0x4: stack canaries

Stack Canaries are one of the most common protections against buffer overflow attacks. They are a simple yet effective compile-time solution that requires no extra coding effort from the developer.

The Theory

A stack canary is an address-sized value randomly generated every time the program runs. Whenever a function is called, the random canary value is generated, pushed into a global address, and then also onto the stack. Right before the function returns, the program checks the canary on the stack to the canary stored in the global address. If they are not the same, the canary has been overwritten, and the program will immediately crash.

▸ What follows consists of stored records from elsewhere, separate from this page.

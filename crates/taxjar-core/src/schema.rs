//! Static declaration of the `transactions` stream.
//!
//! Records are not validated against this schema here; downstream loaders
//! use it to type the columns they create.

use serde_json::{json, Map, Value};

pub const STREAM_NAME: &str = "transactions";

pub const KEY_PROPERTIES: &[&str] = &["transaction_id"];

const STRING: &str = "string";
const INTEGER: &str = "integer";

const TRANSACTION_FIELDS: &[(&str, &str)] = &[
    ("transaction_id", STRING),
    ("transaction_date", STRING),
    ("amount", STRING),
    ("sales_tax", STRING),
    ("from_country", STRING),
    ("to_country", STRING),
    ("user_id", INTEGER),
    ("transaction_reference_id", STRING),
    ("to_zip", STRING),
    ("to_street", STRING),
    ("to_state", STRING),
    ("to_city", STRING),
    ("shipping", STRING),
    ("from_zip", STRING),
    ("from_street", STRING),
    ("from_state", STRING),
    ("from_city", STRING),
    ("exemption_type", STRING),
    ("customer_id", STRING),
    ("provider", STRING),
];

const LINE_ITEM_FIELDS: &[(&str, &str)] = &[
    ("unit_price", STRING),
    ("sales_tax", STRING),
    ("quantity", INTEGER),
    ("product_tax_code", STRING),
    ("product_identifier", STRING),
    ("id", INTEGER),
    ("discount", STRING),
    ("description", STRING),
];

/// JSON schema of one transaction record. Every property is nullable.
pub fn transactions_schema() -> Value {
    let mut properties = nullable_properties(TRANSACTION_FIELDS);
    properties.insert(
        String::from("line_items"),
        json!({
            "type": ["array", "null"],
            "items": {
                "type": ["object", "null"],
                "properties": Value::Object(nullable_properties(LINE_ITEM_FIELDS)),
            },
        }),
    );

    json!({
        "type": "object",
        "properties": Value::Object(properties),
    })
}

/// Discovery catalog listing the single stream this tap provides.
pub fn catalog() -> Value {
    json!({
        "streams": [{
            "tap_stream_id": STREAM_NAME,
            "stream": STREAM_NAME,
            "key_properties": KEY_PROPERTIES,
            "replication_method": "FULL_TABLE",
            "schema": transactions_schema(),
        }]
    })
}

fn nullable_properties(fields: &[(&str, &str)]) -> Map<String, Value> {
    fields
        .iter()
        .map(|(name, kind)| ((*name).to_owned(), json!({ "type": [kind, "null"] })))
        .collect()
}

To beat a stack canary, you must find it on the stack somehow. In gdb, this is an easy task because we have clear access to the stack frame. However, this is impossible against remote servers because we can't use gdb when interacting with a remote process.

The most common way we leak stack canaries is through the format string bug. Because the canary is stored on the stack, we can use the format string bug to find the canary directly. Once we have the canary, we can append this to our payload.

Some Notes

gdb-gef allows us to directly check the value of a canary while inside a function. Using the canary function, it will show us where the canary is stored in memory and its value.

It's important to note that despite random number generation, canaries always end in 0x00. This is because the canary is stored as a string, and strings are null-terminated. We can use this to our advantage when searching for canaries on the stack, because we can look for this pattern.